- **Assignment**:
As soon as the line containing "let client = ::redis::Client::open(url)?;" appears, copy it and every following line word for word until the records end.
------ Entries supplied ------
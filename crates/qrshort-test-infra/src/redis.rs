use crate::Result;
use testcontainers::core::{IntoContainerPort, WaitFor};
use testcontainers::runners::AsyncRunner;
use testcontainers::{ContainerAsync, GenericImage};

const REDIS_PORT: u16 = 6379;

/// A throwaway Redis server. The container stops when this is dropped.
pub struct RedisServer {
    container: ContainerAsync<GenericImage>,
}

impl RedisServer {
    pub async fn start() -> Result<Self> {
        let container = GenericImage::new("redis", "8.6.0")
            .with_exposed_port(REDIS_PORT.tcp())
            .with_wait_for(WaitFor::message_on_stdout("Ready to accept connections"))
            .start()
            .await?;
        Ok(Self { container })
    }

    /// Host reachable from the test process, with `localhost` pinned to IPv4.
    pub async fn host(&self) -> Result<String> {
        let host = self.container.get_host().await?.to_string();
        Ok(match host.as_str() {
            "localhost" => String::from("127.0.0.1"),
            _ => host,
        })
    }

    pub async fn port(&self) -> Result<u16> {
        Ok(self.container.get_host_port_ipv4(REDIS_PORT).await?)
    }

    /// Opens a fresh multiplexed connection to the server.
    pub async fn connection(&self) -> Result<::redis::aio::MultiplexedConnection> {
        let url = format!("redis://{}:{}", self.host().await?, self.port().await?);
        let client = ::redis::Client::open(url)?;
        Ok(client.get_multiplexed_async_connection().await?)
    }
}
------
- **Answer to the exercise**:
        let client = ::redis::Client::open(url)?;
        Ok(client.get_multiplexed_async_connection().await?)
    }
}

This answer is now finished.